Synthesis and octopaminergic-agonist activity of 3-(substituted phenyl)imidazolidine-2-thiones and related compounds

3-(Substituted phenyl)imidazolidine-2-thiones (SPITs) and related compounds were synthesized by cyclizing monoethanolamine hydrogen sulfate with arylisothiocyanates in the presence of sodium hydroxide. The activity for stimulating adenylate cyclase prepared from thoracic nerve cords of the American cockroach, Periplaneta americana L., was examined with these compounds. A SPIT with a 2,6-diethylphenyl group (48) was the only full agonist, the other SPIT derivatives being partial agonists. Greater enzyme activation appeared to result from short-chain alkyl rather than halogen substitution at the 2,6-positions of the aromatic ring of SPITs.
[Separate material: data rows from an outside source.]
#[cfg(test)]
mod tests {
    use super::*;
    use crate::persistence::in_memory::InMemoryOutboxRepository;
    use async_trait::async_trait;
    use std::sync::atomic::{AtomicUsize, Ordering};
    use talentgrid_domain::events::DomainEvent;
    use talentgrid_domain::outbox::{OutboxRecordInsert, OutboxStatus};
    use talentgrid_domain::shared_kernel::SkillId;

    /// Publisher double: fails the first `fail_first` calls, records every
    /// envelope it sees.
    struct MockPublisher {
        fail_first: usize,
        calls: AtomicUsize,
        envelopes: Mutex<Vec<EventEnvelope>>,
    }

    impl MockPublisher {
        fn reliable() -> Self {
            Self::failing(0)
        }

        fn failing(fail_first: usize) -> Self {
            Self {
                fail_first,
                calls: AtomicUsize::new(0),
                envelopes: Mutex::new(Vec::new()),
            }
        }

        fn envelopes(&self) -> Vec<EventEnvelope> {
            self.envelopes.lock().unwrap().clone()
        }
    }

    #[async_trait]
    impl EventPublisher for MockPublisher {
        async fn publish(&self, envelope: &EventEnvelope) -> Result<(), PublishError> {
            let call = self.calls.fetch_add(1, Ordering::SeqCst);
            self.envelopes.lock().unwrap().push(envelope.clone());
            if call < self.fail_first {
                return Err(PublishError::Publish("connection refused".to_string()));
            }
            Ok(())
        }
    }

    fn test_config() -> OutboxRelayConfig {
        OutboxRelayConfig {
            batch_size: 10,
            poll_interval: Duration::from_millis(10),
            max_retries: 3,
            initial_backoff: Duration::from_millis(100),
            max_backoff: Duration::from_secs(5),
            publish_timeout: Duration::from_millis(200),
            claim_timeout: Duration::from_secs(60),
        }
    }

    fn sample_insert() -> OutboxRecordInsert {
        let event = DomainEvent::SkillCreated {
            skill_id: SkillId::new(),
            name: "Rust".to_string(),
            category: None,
            occurred_at: Utc::now(),
        };
        OutboxRecordInsert::from_event(&event).unwrap()
    }

    fn relay_with(
        repo: Arc<InMemoryOutboxRepository>,
        publisher: Arc<MockPublisher>,
    ) -> OutboxRelay {
        OutboxRelay::new(repo, publisher, test_config())
    }

    #[tokio::test]
    async fn publishes_pending_rows_and_settles_them() {
        let repo = Arc::new(InMemoryOutboxRepository::new());
        let publisher = Arc::new(MockPublisher::reliable());
        let insert = sample_insert();
        repo.insert(&[insert.clone()]);

        let relay = relay_with(repo.clone(), publisher.clone());
        let outcome = relay.process_batch().await.unwrap();

        assert_eq!(outcome.published, 1);
        let view = repo.find_by_id(insert.event_id).await.unwrap().unwrap();
        assert_eq!(view.status, OutboxStatus::Published);
        assert!(view.published_at.is_some());
        assert_eq!(relay.metrics().published_total, 1);
    }

    #[tokio::test]
    async fn failed_publish_is_retried_then_succeeds() {
        let repo = Arc::new(InMemoryOutboxRepository::new());
        let publisher = Arc::new(MockPublisher::failing(1));
        let insert = sample_insert();
        repo.insert(&[insert.clone()]);

        let relay = relay_with(repo.clone(), publisher.clone());

        let outcome = relay.process_batch().await.unwrap();
        assert_eq!(outcome.retried, 1);
        let view = repo.find_by_id(insert.event_id).await.unwrap().unwrap();
        assert_eq!(view.status, OutboxStatus::Pending);
        assert_eq!(view.retry_count, 1);
        assert!(view.next_attempt_at > Utc::now());

        // Not due yet: nothing to claim.
        assert!(relay.process_batch().await.unwrap().is_empty());

        repo.make_due(insert.event_id);
        let outcome = relay.process_batch().await.unwrap();
        assert_eq!(outcome.published, 1);
        let view = repo.find_by_id(insert.event_id).await.unwrap().unwrap();
        assert_eq!(view.status, OutboxStatus::Published);
    }

    #[tokio::test]
    async fn exhausted_retries_end_in_failed_with_the_full_count() {
        let repo = Arc::new(InMemoryOutboxRepository::new());
        let publisher = Arc::new(MockPublisher::failing(usize::MAX));
        let insert = sample_insert();
        repo.insert(&[insert.clone()]);

        let relay = relay_with(repo.clone(), publisher.clone());
        for _ in 0..test_config().max_retries {
            repo.make_due(insert.event_id);
            relay.process_batch().await.unwrap();
        }

        let view = repo.find_by_id(insert.event_id).await.unwrap().unwrap();
        assert_eq!(view.status, OutboxStatus::Failed);
        assert_eq!(view.retry_count, test_config().max_retries);
        assert_eq!(view.last_error.as_deref(), Some("connection refused"));
        assert_eq!(relay.metrics().dead_lettered_total, 1);

        // Terminal: nothing left to claim even when due again.
        repo.make_due(insert.event_id);
        assert!(relay.process_batch().await.unwrap().is_empty());
    }

    #[tokio::test]
    async fn every_delivery_attempt_carries_the_same_idempotency_key() {
        let repo = Arc::new(InMemoryOutboxRepository::new());
        let publisher = Arc::new(MockPublisher::failing(1));
        let insert = sample_insert();
        repo.insert(&[insert.clone()]);

        let relay = relay_with(repo.clone(), publisher.clone());
        relay.process_batch().await.unwrap();
        repo.make_due(insert.event_id);
        relay.process_batch().await.unwrap();

        let envelopes = publisher.envelopes();
        assert_eq!(envelopes.len(), 2);
        assert_eq!(envelopes[0].event_id, insert.event_id);
        assert_eq!(envelopes[0].event_id, envelopes[1].event_id);
    }

    #[tokio::test]
    async fn hung_publish_becomes_a_retryable_failure() {
        struct HangingPublisher;

        #[async_trait]
        impl EventPublisher for HangingPublisher {
            async fn publish(&self, _envelope: &EventEnvelope) -> Result<(), PublishError> {
                tokio::time::sleep(Duration::from_secs(3600)).await;
                Ok(())
            }
        }

        let repo = Arc::new(InMemoryOutboxRepository::new());
        let insert = sample_insert();
        repo.insert(&[insert.clone()]);

        let relay = OutboxRelay::new(repo.clone(), Arc::new(HangingPublisher), test_config());
        let outcome = relay.process_batch().await.unwrap();

        assert_eq!(outcome.retried, 1);
        let view = repo.find_by_id(insert.event_id).await.unwrap().unwrap();
        assert_eq!(view.status, OutboxStatus::Pending);
        assert!(view.last_error.as_deref().unwrap_or("").contains("timed out"));
    }

    #[tokio::test]
    async fn batch_preserves_creation_order() {
        let repo = Arc::new(InMemoryOutboxRepository::new());
        let publisher = Arc::new(MockPublisher::reliable());
        let inserts: Vec<_> = (0..3).map(|_| sample_insert()).collect();
        for insert in &inserts {
            repo.insert(std::slice::from_ref(insert));
        }

        let relay = relay_with(repo.clone(), publisher.clone());
        relay.process_batch().await.unwrap();

        let seen: Vec<_> = publisher.envelopes().iter().map(|e| e.event_id).collect();
        let expected: Vec<_> = inserts.iter().map(|i| i.event_id).collect();
        assert_eq!(seen, expected);
    }

    #[test]
    fn backoff_doubles_and_caps() {
        let config = OutboxRelayConfig {
            initial_backoff: Duration::from_secs(1),
            max_backoff: Duration::from_secs(60),
            ..Default::default()
        };

        assert_eq!(config.backoff_delay(0), Duration::from_secs(1));
        assert_eq!(config.backoff_delay(1), Duration::from_secs(2));
        assert_eq!(config.backoff_delay(2), Duration::from_secs(4));
        assert_eq!(config.backoff_delay(5), Duration::from_secs(32));
        assert_eq!(config.backoff_delay(6), Duration::from_secs(60));
        assert_eq!(config.backoff_delay(1000), Duration::from_secs(60));
    }

    #[tokio::test]
    async fn run_stops_on_shutdown() {
        let repo = Arc::new(InMemoryOutboxRepository::new());
        let publisher = Arc::new(MockPublisher::reliable());
        let relay = Arc::new(relay_with(repo, publisher));

        let handle = {
            let relay = relay.clone();
            tokio::spawn(async move { relay.run().await })
        };

        tokio::time::sleep(Duration::from_millis(50)).await;
        relay.shutdown();

        tokio::time::timeout(Duration::from_secs(1), handle)
            .await
            .expect("relay did not stop")
            .unwrap()
            .unwrap();
    }
}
Increasing the chain length from methyl to ethyl in 2,6-disubstituted SPIT caused an increase in the enzyme activation. Meanwhile, further increase of the chain length from ethyl to isopropyl in 2,6-disubstituted SPIT caused a decrease in the enzyme activation. Superimposition of energy-minimized octopamine and 48 revealed structural and conformational similarities that account for the higher Vmax value of 48. There was a marked decrease in the enzyme activation after alkylating at C₄or C₅of the imidazolidine ring of the potent SPITs. Thus, a certain degree of bulkiness and hydrophobicity at the 2- and 6-positions on the phenyl ring of a SPIT and the N-terminal was favorable for activating adenylate cyclase.